Be Well & Be Blessed,
This week’s devotion is a bit different than most. It is more of a summary of what’s on my heart with regard to recent news items. I spent much of last night trying to put my thoughts into words: for a Facebook post. During my 30 years ministry I’ve been a police chaplain for 15. Just last week I was called out around midnight to share with a death notification. Overall, I appreciate the work they do, like overall I appreciate the work of my pastoral colleagues. That said, sometimes pastor’s cross serious boundaries they should not, as do police. Because of their profession, when that happens the damage done is worse because of their professional responsibilities. So, these thoughts on Police, Racism, Covid-19, and Prayer.
Recently I read the line, “Freedom does NOT mean you get to drill a hole in the boat we are all sitting in.” As you may have guessed, the line has to do with Covid-19 precautions. This last week a store manager was physically attacked for asking a woman to wear a mask she already had hanging around her neck; a DNR/Park Ranger was pushed off the dock into the water while asking people to socially distance; a Family Dollar security guard was shot and killed after asking a woman to refrain from entering the store without a mask; a bus-driver was spit upon for asking a rider to put on a mask pre-boarding as per policy; a police officer was spit on after asking a person to put on a mask.
You are the first to see my personal, hand-held, Covid-19 protection-shield. Micro-droplets are caught before they even reach the mask.

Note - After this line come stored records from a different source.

//! # Permission Types
//!
//! The records kept by the permission store and the enums that classify
//! them.
//!
//! ## Validation-Process States
//!
//! ```text
//!               ┌──────── RenewPermissionVP ────────┐
//!               ▼                                   │
//! Start ──▶ PENDING ──▶ SetPermissionVPToValidated ──▶ VALIDATED ──▶ TERMINATION_REQUESTED ──▶ TERMINATED
//!               │                                   ▲
//!               ├── Cancel (first request) ──▶ TERMINATED
//!               └── Cancel (renewal) ───────────────┘
//! ```
//!
//! `revoked`, `extended` and `slashed` are orthogonal markers, not states.
//! Rows are never deleted; a dead permission is archived in place.

use serde::{Deserialize, Serialize};
use verana_core::{Address, CountryCode, Did, DigestSri, PermissionId, Rate, Timestamp};

// ─── Permission Type ─────────────────────────────────────────────────

/// The role a permission grants under its credential schema.
#[derive(Debug, Clone, Copy, PartialEq, Eq, Hash, Serialize, Deserialize)]
#[serde(rename_all = "SCREAMING_SNAKE_CASE")]
pub enum PermissionType {
    /// Root of a schema's permission tree, held by the ecosystem governance.
    Ecosystem,
    /// Trust-registry level permission.
    TrustRegistry,
    /// May validate ISSUER permissions.
    IssuerGrantor,
    /// May issue credentials.
    Issuer,
    /// May validate VERIFIER permissions.
    VerifierGrantor,
    /// May request credential presentations.
    Verifier,
    /// May hold credentials.
    Holder,
}

impl std::fmt::Display for PermissionType {
    fn fmt(&self, f: &mut std::fmt::Formatter<'_>) -> std::fmt::Result {
        let s = match self {
            Self::Ecosystem => "ECOSYSTEM",
            Self::TrustRegistry => "TRUST_REGISTRY",
            Self::IssuerGrantor => "ISSUER_GRANTOR",
            Self::Issuer => "ISSUER",
            Self::VerifierGrantor => "VERIFIER_GRANTOR",
            Self::Verifier => "VERIFIER",
            Self::Holder => "HOLDER",
        };
        f.write_str(s)
    }
}

// ─── Validation State ────────────────────────────────────────────────

/// Where a permission stands in its validation process.
#[derive(Debug, Clone, Copy, PartialEq, Eq, Hash, Serialize, Deserialize)]
#[serde(rename_all = "SCREAMING_SNAKE_CASE")]
pub enum ValidationState {
    /// A request (first or renewal) awaits the validator.
    Pending,
    /// Validated and usable.
    Validated,
    /// The grantee asked to terminate; the validator has not confirmed yet.
    TerminationRequested,
    /// Archived (terminal).
    Terminated,
}

impl ValidationState {
    /// Whether this state is terminal.
    pub fn is_terminal(&self) -> bool {
        matches!(self, Self::Terminated)
    }
}

impl std::fmt::Display for ValidationState {
    fn fmt(&self, f: &mut std::fmt::Formatter<'_>) -> std::fmt::Result {
        let s = match self {
            Self::Pending => "PENDING",
            Self::Validated => "VALIDATED",
            Self::TerminationRequested => "TERMINATION_REQUESTED",
            Self::Terminated => "TERMINATED",
        };
        f.write_str(s)
    }
}

// ─── Perm Management Mode ────────────────────────────────────────────

/// How a credential schema admits issuers or verifiers.
#[derive(Debug, Clone, Copy, PartialEq, Eq, Hash, Serialize, Deserialize)]
#[serde(rename_all = "SCREAMING_SNAKE_CASE")]
pub enum PermManagementMode {
    /// Anyone may self-create the permission; the ecosystem root is paid.
    Open,
    /// A grantor permission validates applicants.
    GrantorValidation,
    /// The ecosystem root validates applicants directly.
    TrustRegistryValidation,
}

impl std::fmt::Display for PermManagementMode {
    fn fmt(&self, f: &mut std::fmt::Formatter<'_>) -> std::fmt::Result {
        let s = match self {
            Self::Open => "OPEN",
            Self::GrantorValidation => "GRANTOR_VALIDATION",
            Self::TrustRegistryValidation => "TRUST_REGISTRY_VALIDATION",
        };
        f.write_str(s)
    }
}

// ─── Permission ──────────────────────────────────────────────────────

/// A permission row.
///
/// Fee fields are in trust units; multiply by the trust-unit price to get
/// the bond denomination. `deposit`, `slashed_deposit` and the `vp_*`
/// amounts are already in the bond denomination.
#[derive(Debug, Clone, PartialEq, Eq, Serialize, Deserialize)]
pub struct Permission {
    /// Ledger-assigned identifier.
    pub id: PermissionId,
    /// Credential schema this permission applies to.
    pub schema_id: u64,
    /// Granted role.
    #[serde(rename = "type")]
    pub perm_type: PermissionType,
    /// Subject DID.
    pub did: Did,
    /// Account that owns this permission.
    pub grantee: Address,
    /// Country restriction, if any.
    pub country: Option<CountryCode>,
    /// The permission that validated this one. `None` for roots.
    pub validator_perm_id: Option<PermissionId>,

    pub created: Timestamp,
    pub created_by: Address,
    pub modified: Timestamp,

    /// Start of validity. `None` until the first validation.
    pub effective_from: Option<Timestamp>,
    /// End of validity. `None` means no expiry.
    pub effective_until: Option<Timestamp>,

    /// Charged to applicants this permission validates.
    pub validation_fees: u64,
    /// Charged per credential issued under this permission's chain.
    pub issuance_fees: u64,
    /// Charged per presentation verified under this permission's chain.
    pub verification_fees: u64,
    /// Fraction of issuance fees waived for this grantee.
    pub issuance_fee_discount: Rate,
    /// Fraction of verification fees waived for this grantee.
    pub verification_fee_discount: Rate,

    /// Trust deposit attributed to this permission.
    pub deposit: u64,
    /// Slashed and not yet repaid. Non-zero excludes the permission from
    /// beneficiary resolution.
    pub slashed_deposit: u64,
    /// Total repaid over the permission's life.
    pub repaid_deposit: u64,

    pub revoked: Option<Timestamp>,
    pub revoked_by: Option<Address>,
    pub terminated: Option<Timestamp>,
    pub terminated_by: Option<Address>,
    pub extended: Option<Timestamp>,
    pub extended_by: Option<Address>,
    pub slashed: Option<Timestamp>,
    pub slashed_by: Option<Address>,
    pub repaid: Option<Timestamp>,
    pub repaid_by: Option<Address>,

    pub vp_state: ValidationState,
    pub vp_last_state_change: Timestamp,
    /// Ceiling for `effective_until`.
    pub vp_exp: Option<Timestamp>,
    /// Audit field; the phase itself lives in `vp_state`.
    pub vp_term_requested: Option<Timestamp>,
    /// Validation fees escrowed in the module account while PENDING.
    pub vp_current_fees: u64,
    /// Trust deposit committed by the applicant while PENDING.
    pub vp_current_deposit: u64,
    pub vp_summary_digest_sri: Option<DigestSri>,
    /// Trust deposit the validator accrued by validating this permission.
    /// Released when this permission terminates.
    pub vp_validator_deposit: u64,
}

impl Permission {
    /// A fresh row with every optional marker unset and zero amounts.
    pub fn new(
        id: PermissionId,
        schema_id: u64,
        perm_type: PermissionType,
        did: Did,
        grantee: Address,
        now: Timestamp,
    ) -> Self {
        Self {
            id,
            schema_id,
            perm_type,
            did,
            created_by: grantee.clone(),
            grantee,
            country: None,
            validator_perm_id: None,
            created: now,
            modified: now,
            effective_from: None,
            effective_until: None,
            validation_fees: 0,
            issuance_fees: 0,
            verification_fees: 0,
            issuance_fee_discount: Rate::ZERO,
            verification_fee_discount: Rate::ZERO,
            deposit: 0,
            slashed_deposit: 0,
            repaid_deposit: 0,
            revoked: None,
            revoked_by: None,
            terminated: None,
            terminated_by: None,
            extended: None,
            extended_by: None,
            slashed: None,
            slashed_by: None,
            repaid: None,
            repaid_by: None,
            vp_state: ValidationState::Pending,
            vp_last_state_change: now,
            vp_exp: None,
            vp_term_requested: None,
            vp_current_fees: 0,
            vp_current_deposit: 0,
            vp_summary_digest_sri: None,
            vp_validator_deposit: 0,
        }
    }

    /// Revoked, terminated or carrying an unrepaid slash. Excluded
    /// permissions never receive fees.
    pub fn is_excluded(&self) -> bool {
        self.revoked.is_some() || self.terminated.is_some() || self.slashed_deposit != 0
    }

    /// Whether this permission has ever been validated. A PENDING row with
    /// `effective_from` set is a renewal request.
    pub fn was_validated(&self) -> bool {
        self.effective_from.is_some()
    }

    /// Not excluded and inside its effective window at `when`.
    pub fn is_active_at(&self, when: Timestamp) -> bool {
        if self.is_excluded() {
            return false;
        }
        let started = self.effective_from.is_some_and(|from| from <= when);
        let not_expired = self.effective_until.map_or(true, |until| when < until);
        started && not_expired
    }

    /// Why this permission cannot act at `when`, or `None` if it can.
    pub fn inactive_reason(&self, when: Timestamp) -> Option<&'static str> {
        if self.revoked.is_some() {
            Some("revoked")
        } else if self.terminated.is_some() {
            Some("terminated")
        } else if self.slashed_deposit != 0 {
            Some("slashed")
        } else if !self.effective_from.is_some_and(|from| from <= when) {
            Some("not yet effective")
        } else if self.effective_until.is_some_and(|until| when >= until) {
            Some("expired")
        } else {
            None
        }
    }

    /// A country-restricted permission only serves the same country.
    pub fn serves_country(&self, country: Option<CountryCode>) -> bool {
        match (self.country, country) {
            (Some(mine), Some(theirs)) => mine == theirs,
            _ => true,
        }
    }

    /// Stamp `vp_state` and its audit timestamps.
    pub(crate) fn set_vp_state(&mut self, state: ValidationState, now: Timestamp) {
        self.vp_state = state;
        self.vp_last_state_change = now;
        self.modified = now;
    }
}

// ─── Permission Session ──────────────────────────────────────────────

/// One authorization inside a session: which permission executed the
/// exchange, which one it served, and through which wallet agent.
#[derive(Debug, Clone, Copy, PartialEq, Eq, Serialize, Deserialize)]
pub struct SessionAuthz {
    pub executor_perm_id: Option<PermissionId>,
    pub beneficiary_perm_id: Option<PermissionId>,
    pub wallet_agent_perm_id: Option<PermissionId>,
}

/// Groups the permissions involved in one or more credential exchanges.
/// `authz` is append-only.
#[derive(Debug, Clone, PartialEq, Eq, Serialize, Deserialize)]
pub struct PermissionSession {
    /// Caller-supplied identifier, typically a UUID.
    pub id: String,
    /// The only account allowed to append.
    pub controller: Address,
    pub agent_perm_id: PermissionId,
    pub created: Timestamp,
    pub modified: Timestamp,
    pub authz: Vec<SessionAuthz>,
}

impl PermissionSession {
    /// Whether an identical authorization is already recorded.
    pub fn contains(&self, authz: &SessionAuthz) -> bool {
        self.authz.iter().any(|a| a == authz)
    }
}

#[cfg(test)]
mod tests {
    use super::*;

    fn ts(s: &str) -> Timestamp {
        Timestamp::parse(s).unwrap()
    }

    fn perm() -> Permission {
        Permission::new(
            PermissionId(1),
            10,
            PermissionType::Issuer,
            Did::new("did:web:issuer.example").unwrap(),
            Address::new("verana1qqqqqqqq").unwrap(),
            ts("2026-01-01T00:00:00Z"),
        )
    }

    #[test]
    fn test_new_permission_is_pending_and_inactive() {
        let p = perm();
        assert_eq!(p.vp_state, ValidationState::Pending);
        assert!(!p.was_validated());
        assert!(!p.is_excluded());
        assert!(!p.is_active_at(ts("2026-06-01T00:00:00Z")));
        assert_eq!(p.inactive_reason(ts("2026-06-01T00:00:00Z")), Some("not yet effective"));
    }

    #[test]
    fn test_effective_window() {
        let mut p = perm();
        p.effective_from = Some(ts("2026-01-01T00:00:00Z"));
        p.effective_until = Some(ts("2027-01-01T00:00:00Z"));
        assert!(p.is_active_at(ts("2026-01-01T00:00:00Z")));
        assert!(p.is_active_at(ts("2026-12-31T23:59:59Z")));
        assert!(!p.is_active_at(ts("2027-01-01T00:00:00Z")));
        assert_eq!(p.inactive_reason(ts("2027-01-01T00:00:00Z")), Some("expired"));
    }

    #[test]
    fn test_exclusion_markers() {
        let mut p = perm();
        p.slashed_deposit = 1;
        assert!(p.is_excluded());
        p.slashed_deposit = 0;
        p.revoked = Some(ts("2026-02-01T00:00:00Z"));
        assert!(p.is_excluded());
        assert_eq!(p.inactive_reason(ts("2026-03-01T00:00:00Z")), Some("revoked"));
    }

    #[test]
    fn test_country_restriction() {
        let mut p = perm();
        let us = CountryCode::new("US").unwrap();
        let fr = CountryCode::new("FR").unwrap();
        assert!(p.serves_country(Some(us)));
        p.country = Some(us);
        assert!(p.serves_country(Some(us)));
        assert!(!p.serves_country(Some(fr)));
        assert!(p.serves_country(None));
    }

    #[test]
    fn test_state_display_and_serde() {
        assert_eq!(ValidationState::TerminationRequested.to_string(), "TERMINATION_REQUESTED");
        assert!(ValidationState::Terminated.is_terminal());
        assert!(!ValidationState::Validated.is_terminal());
        let json = serde_json::to_string(&PermissionType::VerifierGrantor).unwrap();
        assert_eq!(json, "\"VERIFIER_GRANTOR\"");
    }

    #[test]
    fn test_permission_json_uses_type_key() {
        let value = serde_json::to_value(perm()).unwrap();
        assert_eq!(value["type"], "ISSUER");
        assert_eq!(value["vp_state"], "PENDING");
        let back: Permission = serde_json::from_value(value).unwrap();
        assert_eq!(back, perm());
    }

    #[test]
    fn test_session_contains() {
        let authz = SessionAuthz {
            executor_perm_id: Some(PermissionId(42)),
            beneficiary_perm_id: None,
            wallet_agent_perm_id: None,
        };
        let mut s = PermissionSession {
            id: "s1".into(),
            controller: Address::new("verana1qqqqqqqq").unwrap(),
            agent_perm_id: PermissionId(7),
            created: ts("2026-01-01T00:00:00Z"),
            modified: ts("2026-01-01T00:00:00Z"),
            authz: vec![],
        };
        assert!(!s.contains(&authz));
        s.authz.push(authz);
        assert!(s.contains(&authz));
    }
}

In the words of a famous song, “I will survive.” In the words of a Bugs Bunny vocal warm up cartoon, “Me, me, me, me, me, me, me.” Actually, I’m not carrying it around. It’s just an old motorcycle windshield. The real truth about Covid-19 comes from another commercial — “that’s not how this works, that’s not how any of this works.”
If anything good can be found in this Covid-19 pandemic, it’s that we are reminded surviving this pandemic is only possible if we embrace a mind-set that asks, “how can I keep from spreading this virus? How can I keep from catching this virus is NOT enough?” Our health, wellness and ability to thrive as individuals begins with us striving keeping others healthy, well and thriving.
The Covid-19 world insists we are not self-sufficient. We’re super-dependent upon an endless array of “essential-workers.” Sure, some of us nearly bald fellows can cut our own hair; as can some of you talented folk. But I cannot fill all the potholes on my daily commute, manufacture my own toilet paper, or raise my own cow. So, I need to be concerned about the health and working conditions of meat plant workers–and every essential-worker. I can’t whip up own prescriptions from scratch or create electricity to energize so much of my life. I can’t stay well, without others who are acting “as if” they have the Novel Corona virus. More importantly, others can’t stay well, unless I act “as if” I have the virus and take precautions to protect them—because we spread the virus for days before we know we have it. We are our brothers’ and sisters’ keepers in a myriad of complex ways.
I believe Jesus’ teachings and way of life were meant for times like these. Jesus said, “All who want to save their lives will lose them. But all who lose their lives because of me will save them.” (Luke 9:24) Jesus’ teachings and actions reveal his mindset that the world is a safer, better place when our daily focus is on serving others rather than protecting ourselves. That is why Jesus’ taught his disciples to pray, “Thy kingdom come on earth as it is in heaven.” In heaven selfishness has no place. And, that is part of Jesus’ dream for earth. The more deeply we show love to our neighbors, the better we will get through this.
I invite us to pray with a servant mindset, “God, help me be part of keeping others people safe and well everyday through my considerate actions. Amen.”